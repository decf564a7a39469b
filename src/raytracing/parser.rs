use std::fs;

use rand::Rng;
use thiserror::Error;

use super::material::{random_color, Material, Reflection};
use super::math::{Mat4, Vec3};
use super::model::import_mesh;
use super::scene::Scene;
use super::shape::{BoundingBox, Sphere, Triangle};

#[derive(Debug, Clone, Copy)]
struct FilePosition {
    line: u32,
    column: u32,
    index: usize,
}

impl FilePosition {
    fn new() -> Self {
        FilePosition {
            line: 0,
            column: 0,
            index: 0,
        }
    }
}

#[derive(Debug, Error)]
#[error("{message} at {line}:{column}")]
pub struct ParserError {
    message: String,
    line: u32,
    column: u32,
}

type ParserResult<T> = Result<T, ParserError>;

/// Tokenizer and directive interpreter for the scene text format: a flat,
/// whitespace-delimited stream of case-insensitive directives, with vector
/// literals written `(x,y,z)` and `#` starting a line comment.
///
/// The format carries no material information, so every object drawn from it
/// gets a material sampled from the caller's generator, and ambient and
/// background start from random colors that directives may override.
pub struct SceneParser {
    chars: Vec<char>,
    position: FilePosition,
}

impl SceneParser {
    pub fn new(content: &str) -> SceneParser {
        SceneParser {
            chars: content.chars().collect(),
            position: FilePosition::new(),
        }
    }

    fn current(&self) -> Option<char> {
        self.chars.get(self.position.index).copied()
    }

    fn advance(&mut self) {
        if let Some(current) = self.current() {
            if current == '\n' {
                self.position.line += 1;
                self.position.column = 0;
            } else {
                self.position.column += 1;
            }
            self.position.index += 1;
        }
    }

    fn skip_separators(&mut self) {
        while let Some(current) = self.current() {
            if current == '#' {
                // consume the comment up to the end of the line
                while self.current().is_some_and(|c| c != '\n') {
                    self.advance();
                }
            } else if !current.is_whitespace() {
                break;
            }
            self.advance();
        }
    }

    fn is_empty(&mut self) -> bool {
        self.skip_separators();
        self.current().is_none()
    }

    fn pop(&mut self) -> String {
        self.skip_separators();
        let mut token = String::new();
        let Some(first) = self.current() else {
            return token;
        };
        match first {
            '(' | ')' | ',' => {
                token.push(first);
                self.advance();
            }
            '+' | '-' | '.' | '0'..='9' => {
                if first == '+' || first == '-' {
                    token.push(first);
                    self.advance();
                }
                while self.current().is_some_and(|c| c.is_ascii_digit()) {
                    token.push(self.current().unwrap());
                    self.advance();
                }
                if self.current() == Some('.') {
                    token.push('.');
                    self.advance();
                    while self.current().is_some_and(|c| c.is_ascii_digit()) {
                        token.push(self.current().unwrap());
                        self.advance();
                    }
                }
            }
            _ => {
                while self
                    .current()
                    .is_some_and(|c| !c.is_whitespace() && !matches!(c, '(' | ')' | ',' | '#'))
                {
                    token.push(self.current().unwrap());
                    self.advance();
                }
            }
        }
        token
    }

    /// Pops a whole whitespace-delimited token, for file paths.
    fn pop_path(&mut self) -> String {
        self.skip_separators();
        let mut token = String::new();
        while self.current().is_some_and(|c| !c.is_whitespace()) {
            token.push(self.current().unwrap());
            self.advance();
        }
        token
    }

    fn error(&self, message: String) -> ParserError {
        ParserError {
            message,
            line: self.position.line + 1,
            column: self.position.column + 1,
        }
    }

    fn expect_token(&mut self, expected: &str) -> ParserResult<()> {
        let token = self.pop();
        if token == expected {
            Ok(())
        } else {
            Err(self.error(format!("expected '{}', got '{}'", expected, token)))
        }
    }

    fn parse_float(&mut self) -> ParserResult<f32> {
        let token = self.pop();
        token
            .parse::<f32>()
            .map_err(|_| self.error(format!("cannot interpret '{}' as a number", token)))
    }

    fn parse_vec3(&mut self) -> ParserResult<Vec3> {
        self.expect_token("(")?;
        let x = self.parse_float()?;
        self.expect_token(",")?;
        let y = self.parse_float()?;
        self.expect_token(",")?;
        let z = self.parse_float()?;
        self.expect_token(")")?;
        Ok(Vec3::new(x, y, z))
    }

    fn parse_camera(&mut self, scene: &mut Scene) -> ParserResult<()> {
        scene.eye = self.parse_vec3()?;
        scene.center = self.parse_vec3()?;
        scene.up = self.parse_vec3()?;
        Ok(())
    }

    fn parse_sphere<R: Rng>(&mut self, scene: &mut Scene, rng: &mut R) -> ParserResult<()> {
        let center = self.parse_vec3()?;
        let radius = self.parse_float()?;
        let object = scene.add_object(Material::random(rng));
        scene.add_shape(object, Box::new(Sphere::new(center, radius)));
        Ok(())
    }

    fn parse_triangle<R: Rng>(&mut self, scene: &mut Scene, rng: &mut R) -> ParserResult<()> {
        let a = self.parse_vec3()?;
        let b = self.parse_vec3()?;
        let c = self.parse_vec3()?;
        let object = scene.add_object(Material::random(rng));
        scene.add_shape(object, Box::new(Triangle::new(a, b, c)));
        Ok(())
    }

    fn parse_obj<R: Rng>(&mut self, scene: &mut Scene, rng: &mut R) -> ParserResult<()> {
        let path = self.pop_path();
        if path.is_empty() {
            return Err(self.error("missing mesh path after 'obj'".to_string()));
        }
        let translation = self.parse_vec3()?;
        let rotation = self.parse_vec3()?;
        let scaling = self.parse_vec3()?;
        let rotation = Vec3::new(
            rotation.x.to_radians(),
            rotation.y.to_radians(),
            rotation.z.to_radians(),
        );
        let transform = Mat4::scale(scaling)
            .then(&Mat4::rotate_xyz(rotation))
            .then(&Mat4::translate(translation));
        match import_mesh(&path, &transform) {
            Ok(triangles) => {
                let object = scene.add_object(Material::random(rng));
                for triangle in triangles {
                    scene.add_shape(object, Box::new(BoundingBox::new(Box::new(triangle))));
                }
            }
            Err(error) => {
                // a failed import contributes no shapes, the rest of the
                // scene still loads
                log::error!("cannot load model \"{}\": {}", path, error);
            }
        }
        Ok(())
    }

    pub fn parse_into<R: Rng>(&mut self, scene: &mut Scene, rng: &mut R) {
        scene.background = random_color(rng);
        scene.ambient = random_color(rng);
        while !self.is_empty() {
            let token = self.pop();
            let keyword = token.to_lowercase();
            let outcome = match keyword.as_str() {
                "width" => self.parse_float().map(|w| scene.set_width(w as u32)),
                "height" => self.parse_float().map(|h| scene.set_height(h as u32)),
                "fov" => self.parse_float().map(|fov| scene.set_fov(fov)),
                "samples" => self.parse_float().map(|s| scene.samples = s as u32),
                "background" => self.parse_vec3().map(|c| scene.background = c),
                "ambient" => self.parse_vec3().map(|c| scene.ambient = c),
                "eye" => self.parse_vec3().map(|v| scene.eye = v),
                "center" => self.parse_vec3().map(|v| scene.center = v),
                "up" => self.parse_vec3().map(|v| scene.up = v),
                "camera" => self.parse_camera(scene),
                "sphere" => self.parse_sphere(scene, rng),
                "triangle" => self.parse_triangle(scene, rng),
                "obj" => self.parse_obj(scene, rng),
                _ => {
                    log::debug!("skipping unrecognized token '{}'", token);
                    Ok(())
                }
            };
            if let Err(error) = outcome {
                log::warn!("skipping malformed '{}' directive: {}", keyword, error);
            }
        }
        promote_light(scene, rng);
    }
}

/// Rendering with no emitter at all would come out black, so when nothing in
/// the file ended up emissive one object is drawn at random and turned into a
/// light.
fn promote_light<R: Rng>(scene: &mut Scene, rng: &mut R) {
    let has_light = scene
        .objects()
        .iter()
        .any(|object| object.material.reflection == Reflection::Light);
    if has_light || scene.objects().is_empty() {
        return;
    }
    let index = rng.gen_range(0..scene.objects().len());
    scene.objects_mut()[index].material.reflection = Reflection::Light;
    log::debug!("no emitter in the scene, promoting object {} to a light", index);
}

/// Loads a scene from a file. When the file cannot be read at all the
/// compiled-in defaults are returned instead of an error, so the caller can
/// still render something.
pub fn load_scene<R: Rng>(path: &str, rng: &mut R) -> Scene {
    let mut scene = Scene::new();
    match fs::read_to_string(path) {
        Ok(content) => {
            SceneParser::new(&content).parse_into(&mut scene, rng);
            log::info!(
                "loaded {}: [{} x {}] fov {}, {} shapes in {} objects",
                path,
                scene.width(),
                scene.height(),
                scene.fov(),
                scene.shape_count(),
                scene.objects().len()
            );
        }
        Err(error) => {
            log::error!(
                "cannot read scene file {}: {}, rendering the default scene",
                path,
                error
            );
        }
    }
    scene
}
=======
### [YOUR TASK]
Every line above with the string "from" in it needs to be copied.

### [THE COMPLETED TASK]
/// The format carries no material information, so every object drawn from it
/// gets a material sampled from the caller's generator, and ambient and
/// background start from random colors that directives may override.
/// Loads a scene from a file. When the file cannot be read at all the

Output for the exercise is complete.